• [Work instructions]: State the number of lines in the records underneath where the word "BTreeMap" turns up, and say nothing else.
Start of Dataset extract
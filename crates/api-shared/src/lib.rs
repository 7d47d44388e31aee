//! # API Shared
//!
//! Shared definitions for the medical form service APIs.
//!
//! Contains:
//! - Wire types for every request and response body (`wire` module)
//! - Shared services like `HealthService`
//! - The timestamp format used across all payloads
//!
//! Used by `medform-core` to build payloads and by `api-rest` to serve them.

pub mod health;
pub mod wire;

pub use health::HealthService;
pub use wire::*;

use chrono::{DateTime, SecondsFormat, Utc};

/// Format an instant the way every payload timestamp is rendered
/// (RFC 3339, millisecond precision, `Z` suffix).
pub fn format_timestamp(at: DateTime<Utc>) -> String {
    at.to_rfc3339_opts(SecondsFormat::Millis, true)
}

/// The current instant in payload timestamp format.
pub fn timestamp_now() -> String {
    format_timestamp(Utc::now())
}
//! Form extraction.
//!
//! No OCR is performed: the submitted image is never decoded, and every extraction returns
//! the same patient fields. Only the identifier and timestamp change between calls.

use crate::constants::{
    DEFAULT_FORM_TYPE, EXTRACTION_CONFIDENCE, EXTRACTION_MESSAGE, OCR_ENGINE, PROCESSING_TIME,
};
use crate::ids::FormId;
use api_shared::{ExtractFormRes, ExtractedForm, PatientFields};
use serde_json::Value;
use std::fmt;

/// Kind of form named by a request.
#[derive(Clone, Debug, PartialEq, Eq)]
pub struct FormType(String);

impl FormType {
    /// Resolve the form type from the raw request value.
    ///
    /// A non-blank string is kept (trimmed); anything else becomes `medical`.
    pub fn from_request(value: Option<&str>) -> Self {
        let trimmed = value.map(str::trim).filter(|v| !v.is_empty());
        Self(trimmed.unwrap_or(DEFAULT_FORM_TYPE).to_owned())
    }

    pub fn as_str(&self) -> &str {
        &self.0
    }
}

impl Default for FormType {
    fn default() -> Self {
        Self(DEFAULT_FORM_TYPE.into())
    }
}

impl fmt::Display for FormType {
    fn fmt(&self, f: &mut fmt::Formatter<'_>) -> fmt::Result {
        f.write_str(&self.0)
    }
}

/// Builds extraction payloads.
#[derive(Clone, Default)]
pub struct FormExtractionService;

impl FormExtractionService {
    pub fn new() -> Self {
        Self
    }

    /// Extract patient fields from a submitted form image.
    ///
    /// # Arguments
    /// * `form_type` - Raw `formType` from the request, if any
    /// * `image` - Raw `image` from the request; only its size is logged
    ///
    /// # Returns
    /// The fixed [`ExtractedForm`] with a new [`FormId`] and the current timestamp.
    pub fn extract(&self, form_type: Option<&Value>, image: Option<&Value>) -> ExtractedForm {
        let form_type = FormType::from_request(form_type.and_then(Value::as_str));
        let form_id = FormId::new();
        let image_chars = image.and_then(Value::as_str).map_or(0, str::len);

        tracing::debug!(%form_id, %form_type, image_chars, "extracting form");

        ExtractedForm {
            form_id: form_id.to_string(),
            form_type: form_type.as_str().to_owned(),
            extracted_at: api_shared::timestamp_now(),
            fields: sample_patient_fields(),
            confidence: EXTRACTION_CONFIDENCE,
            ocr_engine: OCR_ENGINE.into(),
            processing_time: PROCESSING_TIME.into(),
        }
    }

    /// Wrap an extraction in the success envelope.
    pub fn respond(&self, form_type: Option<&Value>, image: Option<&Value>) -> ExtractFormRes {
        ExtractFormRes {
            success: true,
            data: self.extract(form_type, image),
            message: EXTRACTION_MESSAGE.into(),
        }
    }
}

fn sample_patient_fields() -> PatientFields {
    PatientFields {
        patient_name: "John Doe".into(),
        date_of_birth: "1985-03-15".into(),
        patient_id: "P-12345".into(),
        gender: "male".into(),
        address: "123 Main Street, Springfield, IL 62701".into(),
        phone: "(555) 123-4567".into(),
        insurance_provider: "BlueCross BlueShield".into(),
        insurance_number: "BCB-987654321".into(),
        primary_physician: "Dr. Sarah Smith".into(),
        medications: vec!["Lisinopril 10mg".into(), "Metformin 500mg".into()],
        allergies: vec!["Penicillin".into()],
    }
}
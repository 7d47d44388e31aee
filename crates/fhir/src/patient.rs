//! FHIR-aligned Patient resource.
//!
//! Only the demographic subset the service emits is modelled: identifiers, names,
//! administrative gender and birth date. Unknown keys are rejected on deserialisation so a
//! bundle read back from JSON matches exactly what was produced.

use crate::{FhirError, FhirResult};
use chrono::NaiveDate;
use serde::{Deserialize, Serialize};
use std::str::FromStr;
use utoipa::ToSchema;

/// Purpose of a human name.
#[derive(Clone, Copy, Debug, PartialEq, Eq, Deserialize, Serialize, ToSchema)]
#[serde(rename_all = "lowercase")]
pub enum NameUse {
    /// Official name.
    Official,
    /// Usual/preferred name.
    Usual,
    /// Temporary name.
    Temp,
    /// Nickname or informal name.
    Nickname,
    /// Anonymous name.
    Anonymous,
    /// Old name (no longer in use).
    Old,
    /// Maiden name.
    Maiden,
}

/// Administrative gender as defined by the FHIR value set.
#[derive(Clone, Copy, Debug, Default, PartialEq, Eq, Deserialize, Serialize, ToSchema)]
#[serde(rename_all = "lowercase")]
pub enum AdministrativeGender {
    #[default]
    Male,
    Female,
    Other,
    Unknown,
}

impl FromStr for AdministrativeGender {
    type Err = FhirError;

    /// Parses a gender code, ignoring case and surrounding whitespace.
    fn from_str(s: &str) -> Result<Self, Self::Err> {
        match s.trim().to_ascii_lowercase().as_str() {
            "male" => Ok(AdministrativeGender::Male),
            "female" => Ok(AdministrativeGender::Female),
            "other" => Ok(AdministrativeGender::Other),
            "unknown" => Ok(AdministrativeGender::Unknown),
            other => Err(FhirError::InvalidInput(format!(
                "unsupported administrative gender '{other}'"
            ))),
        }
    }
}

/// Human name representation.
#[derive(Clone, Debug, PartialEq, Eq, Deserialize, Serialize, ToSchema)]
#[serde(deny_unknown_fields)]
pub struct HumanName {
    #[serde(rename = "use", skip_serializing_if = "Option::is_none")]
    pub use_type: Option<NameUse>,

    #[serde(skip_serializing_if = "Option::is_none")]
    pub family: Option<String>,

    #[serde(default, skip_serializing_if = "Vec::is_empty")]
    pub given: Vec<String>,
}

impl HumanName {
    /// An official name with the given family and given names.
    pub fn official(family: impl Into<String>, given: &[&str]) -> Self {
        Self {
            use_type: Some(NameUse::Official),
            family: Some(family.into()),
            given: given.iter().map(|g| (*g).to_string()).collect(),
        }
    }
}

/// A Patient resource as embedded in a bundle entry.
///
/// `resourceType` is not a field here: it is the tag of [`crate::Resource`].
#[derive(Clone, Debug, PartialEq, Eq, Deserialize, Serialize, ToSchema)]
#[serde(deny_unknown_fields)]
pub struct PatientResource {
    pub id: String,

    #[serde(default, skip_serializing_if = "Vec::is_empty")]
    pub name: Vec<HumanName>,

    #[serde(skip_serializing_if = "Option::is_none")]
    pub gender: Option<AdministrativeGender>,

    /// Date of birth (ISO 8601 date format: YYYY-MM-DD).
    #[serde(rename = "birthDate", skip_serializing_if = "Option::is_none")]
    pub birth_date: Option<String>,
}

impl PatientResource {
    /// Family name of the first recorded name, if any.
    pub fn family_name(&self) -> Option<&str> {
        self.name.first().and_then(|n| n.family.as_deref())
    }

    /// The `birthDate` as a calendar date, if present.
    ///
    /// # Errors
    ///
    /// Returns [`FhirError::InvalidInput`] if `birthDate` is present but not `YYYY-MM-DD`.
    pub fn parsed_birth_date(&self) -> FhirResult<Option<NaiveDate>> {
        self.birth_date.as_deref().map(parse_birth_date).transpose()
    }
}

/// Parse a FHIR `date` in its full `YYYY-MM-DD` form.
///
/// # Errors
///
/// Returns [`FhirError::InvalidInput`] if `value` is not a valid calendar date in that form.
pub fn parse_birth_date(value: &str) -> FhirResult<NaiveDate> {
    NaiveDate::parse_from_str(value, "%Y-%m-%d")
        .map_err(|e| FhirError::InvalidInput(format!("invalid birthDate '{value}': {e}")))
}
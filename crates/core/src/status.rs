use crate::constants::{ENDPOINTS, SERVICE_NAME, SERVICE_STATUS};
use crate::CoreConfig;
use api_shared::StatusRes;

/// Describes the running service.
#[derive(Clone, Default)]
pub struct StatusService;

impl StatusService {
    pub fn new() -> Self {
        Self
    }

    /// Static service descriptor listing every served path.
    pub fn describe(&self, cfg: &CoreConfig) -> StatusRes {
        StatusRes {
            service: SERVICE_NAME.into(),
            status: SERVICE_STATUS.into(),
            version: cfg.version().into(),
            endpoints: ENDPOINTS.iter().map(|e| (*e).to_string()).collect(),
        }
    }
}
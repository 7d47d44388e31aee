//! FHIR wire support for the medical form service.
//!
//! This crate provides **wire models** and **JSON translation helpers** for the FHIR-shaped
//! payloads the service hands back to callers:
//! - transaction bundles ([`Bundle`]) carrying generated resources
//! - the Patient resource ([`PatientResource`]) embedded in those bundles
//!
//! This crate focuses on:
//! - FHIR semantic alignment of the JSON envelope (resourceType, entries, requests)
//! - strict serialisation/deserialisation with path-aware error messages
//!
//! It does NOT validate resources against FHIR profiles or StructureDefinitions.

pub mod bundle;
pub mod patient;

pub use bundle::{Bundle, BundleEntry, BundleRequest, BundleType, HttpVerb, Resource};
pub use patient::{parse_birth_date, AdministrativeGender, HumanName, NameUse, PatientResource};

/// Errors returned by the `fhir` boundary crate.
#[derive(Debug, thiserror::Error)]
pub enum FhirError {
    #[error("invalid input: {0}")]
    InvalidInput(String),

    #[error("invalid JSON: {0}")]
    InvalidJson(#[from] serde_json::Error),

    #[error("translation error: {0}")]
    Translation(String),
}

/// Type alias for Results that can fail with a [`FhirError`].
pub type FhirResult<T> = Result<T, FhirError>;
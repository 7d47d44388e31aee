//! FHIR bundle generation.
//!
//! The generated bundle always carries a single Patient named John Doe. Request data is used
//! only loosely: a recognised `gender` code and a well-formed `birthDate` are copied across,
//! everything else in `patientData` is ignored.

use crate::constants::{
    FHIR_DEFAULT_BIRTH_DATE, FHIR_MESSAGE, FHIR_PATIENT_FAMILY, FHIR_PATIENT_GIVEN,
};
use crate::ids::new_resource_id;
use api_shared::GenerateFhirRes;
use fhir::{AdministrativeGender, Bundle, BundleEntry, HumanName, PatientResource};
use serde_json::Value;

/// Builds FHIR bundle payloads.
#[derive(Clone, Default)]
pub struct FhirBundleService;

impl FhirBundleService {
    pub fn new() -> Self {
        Self
    }

    /// Generate a transaction bundle creating one Patient.
    ///
    /// The bundle and the patient each get a fresh identifier.
    pub fn generate(&self, patient_data: Option<&Value>) -> Bundle {
        let patient = PatientResource {
            id: new_resource_id(),
            name: vec![HumanName::official(FHIR_PATIENT_FAMILY, FHIR_PATIENT_GIVEN)],
            gender: Some(gender_from(patient_data)),
            birth_date: Some(birth_date_from(patient_data)),
        };

        tracing::debug!(patient_id = %patient.id, "generating FHIR bundle");

        Bundle::transaction(new_resource_id(), api_shared::timestamp_now())
            .with_entry(BundleEntry::create_patient(patient))
    }

    /// Wrap a generated bundle in the success envelope.
    pub fn respond(&self, patient_data: Option<&Value>) -> GenerateFhirRes {
        GenerateFhirRes {
            success: true,
            fhir_bundle: self.generate(patient_data),
            compliant: true,
            message: FHIR_MESSAGE.into(),
        }
    }
}

fn field<'a>(patient_data: Option<&'a Value>, key: &str) -> Option<&'a str> {
    patient_data.and_then(|d| d.get(key)).and_then(Value::as_str)
}

fn gender_from(patient_data: Option<&Value>) -> AdministrativeGender {
    field(patient_data, "gender")
        .and_then(|g| g.parse().ok())
        .unwrap_or_default()
}

fn birth_date_from(patient_data: Option<&Value>) -> String {
    field(patient_data, "birthDate")
        .map(str::trim)
        .filter(|d| fhir::parse_birth_date(d).is_ok())
        .unwrap_or(FHIR_DEFAULT_BIRTH_DATE)
        .to_owned()
}
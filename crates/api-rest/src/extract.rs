//! Request body extraction.
//!
//! [`JsonBody`] behaves like a JSON body parser sitting in front of the handlers: bodies
//! declared as JSON are parsed, anything else leaves the handler with an empty request.

use crate::error::ApiError;
use axum::{
    body::Bytes,
    extract::{FromRequest, Request},
    http::{header::CONTENT_TYPE, HeaderMap},
};
use serde::de::DeserializeOwned;

/// JSON request body, falling back to `T::default()` when the request carries no JSON.
///
/// - JSON content type with a non-empty body: parsed, malformed JSON is a 400.
/// - Any other content type, or an empty body: `T::default()`.
/// - Bodies over the configured limit are rejected with 413 before parsing.
#[derive(Debug, Clone, Default)]
pub struct JsonBody<T>(pub T);

#[axum::async_trait]
impl<T, S> FromRequest<S> for JsonBody<T>
where
    T: DeserializeOwned + Default,
    S: Send + Sync,
{
    type Rejection = ApiError;

    async fn from_request(req: Request, state: &S) -> Result<Self, Self::Rejection> {
        let is_json = has_json_content_type(req.headers());
        let bytes = Bytes::from_request(req, state).await?;

        if !is_json || bytes.iter().all(u8::is_ascii_whitespace) {
            return Ok(JsonBody(T::default()));
        }

        serde_json::from_slice(&bytes)
            .map(JsonBody)
            .map_err(|e| ApiError::BadRequest(format!("Invalid JSON body: {e}")))
    }
}

fn has_json_content_type(headers: &HeaderMap) -> bool {
    let Some(content_type) = headers.get(CONTENT_TYPE).and_then(|v| v.to_str().ok()) else {
        return false;
    };

    let essence = content_type
        .split(';')
        .next()
        .unwrap_or_default()
        .trim()
        .to_ascii_lowercase();

    essence == "application/json" || (essence.starts_with("application/") && essence.ends_with("+json"))
}
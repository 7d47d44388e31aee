use crate::wire::HealthRes;

/// Status string reported while the process is serving requests.
pub const HEALTHY: &str = "healthy";

/// Simple health service usable by both the REST API and the CLI
///
/// This service provides a standardised way to check the health status of the service.
#[derive(Clone, Default)]
pub struct HealthService;

impl HealthService {
    /// Creates a new instance of HealthService.
    pub fn new() -> Self {
        Self
    }

    /// Static method to check health without creating an instance
    ///
    /// # Arguments
    /// * `version` - API version to report
    ///
    /// # Returns
    /// A `HealthRes` indicating the service is healthy, stamped with the current time.
    pub fn check_health(version: &str) -> HealthRes {
        HealthRes {
            status: HEALTHY.into(),
            timestamp: crate::timestamp_now(),
            version: version.into(),
        }
    }
}
//! Unified error types for refact

use thiserror::Error;

/// Unified error type for all refact operations
#[derive(Error, Debug)]
pub enum RefactError {
    // Third-party API errors
    #[error("Upstream error {status}: {body}")]
    Upstream { status: u16, body: String },

    // LLM output errors
    #[error("Parse error: {0}")]
    Parse(String),

    // Lookup errors
    #[error("Not found: {0}")]
    NotFound(String),

    // Remote mirroring errors
    #[error("Partial sync: {committed} committed, {failed} failed")]
    PartialSync { committed: usize, failed: usize },

    // Workspace errors
    #[error("Path validation failed: {0}")]
    PathValidation(String),

    // Request errors
    #[error("Invalid request: {0}")]
    InvalidRequest(String),

    // Configuration errors
    #[error("Configuration error: {0}")]
    Config(String),

    // I/O errors
    #[error("I/O error: {0}")]
    Io(#[from] std::io::Error),

    #[error("Serialization error: {0}")]
    Serialization(#[from] serde_json::Error),

    // Generic
    #[error("{0}")]
    Other(String),
}

impl RefactError {
    /// Build an upstream error from a transport failure (no HTTP status)
    pub fn transport(err: impl std::fmt::Display) -> Self {
        RefactError::Upstream {
            status: 0,
            body: err.to_string(),
        }
    }
}

/// Result type alias using RefactError
pub type Result<T> = std::result::Result<T, RefactError>;
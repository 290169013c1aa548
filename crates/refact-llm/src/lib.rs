//! # refact-llm
//!
//! Anthropic API gateway for refact.
//!
//! Every call is independent and stateless: the prompt is sent as the sole
//! user turn, there is no retry and no streaming. Responses are normalized
//! into the OpenAI-style `{choices: [{message: {role, content}}]}` shape so
//! the HTTP surface can proxy them unchanged.

mod auth;
mod client;
mod mock;
mod types;

pub use auth::resolve_api_key;
pub use client::{AnthropicGateway, LlmGateway};
pub use mock::ScriptedGateway;
pub use types::*;
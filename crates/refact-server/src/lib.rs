//! # refact-server
//!
//! HTTP surface of the refact service.
//!
//! - `GET /health`, `GET /v1/caps`
//! - `POST /v1/chat/completions`: OpenAI-compatible proxy to the LLM gateway
//! - `POST /v1/projects/create`: new repository seeded from a scaffold
//! - `POST /v1/projects/:id/agent`: run the agent workflow
//! - `POST /v1/projects/:id/chat`: intent-routed chat with persisted sessions
//! - `GET /v1/projects/:id/tree`: current workspace tree
//!
//! All collaborators hang off [`AppState`], which is built once at startup
//! and handed to the router.

mod error;
mod intent;
mod projects;
mod scaffold;
mod server;
mod sessions;
mod state;

pub use error::{ApiError, ApiResult};
pub use intent::{IntentClassifier, KeywordClassifier};
pub use projects::{
    AgentRequest, ChatTurnRequest, ChatTurnResponse, CreateProjectRequest, CreateProjectResponse,
};
pub use scaffold::scaffold;
pub use server::{router, serve, SERVICE_NAME};
pub use sessions::{InMemorySessionStore, PostgrestSessionStore, SessionStore};
pub use state::{AppState, RemoteFactory, SharedState};
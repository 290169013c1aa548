//! Nested directory view of a flat path map

use serde::Serialize;
use std::collections::BTreeMap;

/// A directory level: segment name to child node
#[derive(Debug, Clone, Default, PartialEq, Eq, Serialize)]
#[serde(transparent)]
pub struct Tree(BTreeMap<String, TreeNode>);

/// A file (rendered as `null`) or a nested directory
#[derive(Debug, Clone, PartialEq, Eq, Serialize)]
#[serde(untagged)]
pub enum TreeNode {
    Dir(Tree),
    File,
}

impl Tree {
    /// Build a tree by splitting every path on `/`
    pub fn from_paths<'a>(paths: impl IntoIterator<Item = &'a str>) -> Self {
        let mut root = Tree::default();
        for path in paths {
            root.insert(path);
        }
        root
    }

    /// Insert one path. A directory wins over a file of the same name.
    pub fn insert(&mut self, path: &str) {
        let segments: Vec<&str> = path.split('/').filter(|s| !s.is_empty()).collect();
        let Some((file, dirs)) = segments.split_last() else {
            return;
        };

        let mut current = self;
        for dir in dirs {
            let node = current
                .0
                .entry((*dir).to_string())
                .or_insert_with(|| TreeNode::Dir(Tree::default()));
            if matches!(node, TreeNode::File) {
                *node = TreeNode::Dir(Tree::default());
            }
            current = match node {
                TreeNode::Dir(tree) => tree,
                TreeNode::File => unreachable!("file node was replaced by a directory"),
            };
        }

        current
            .0
            .entry((*file).to_string())
            .or_insert(TreeNode::File);
    }

    pub fn get(&self, segment: &str) -> Option<&TreeNode> {
        self.0.get(segment)
    }

    pub fn len(&self) -> usize {
        self.0.len()
    }

    pub fn is_empty(&self) -> bool {
        self.0.is_empty()
    }
}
End of Dataset extract
• [Response]: 2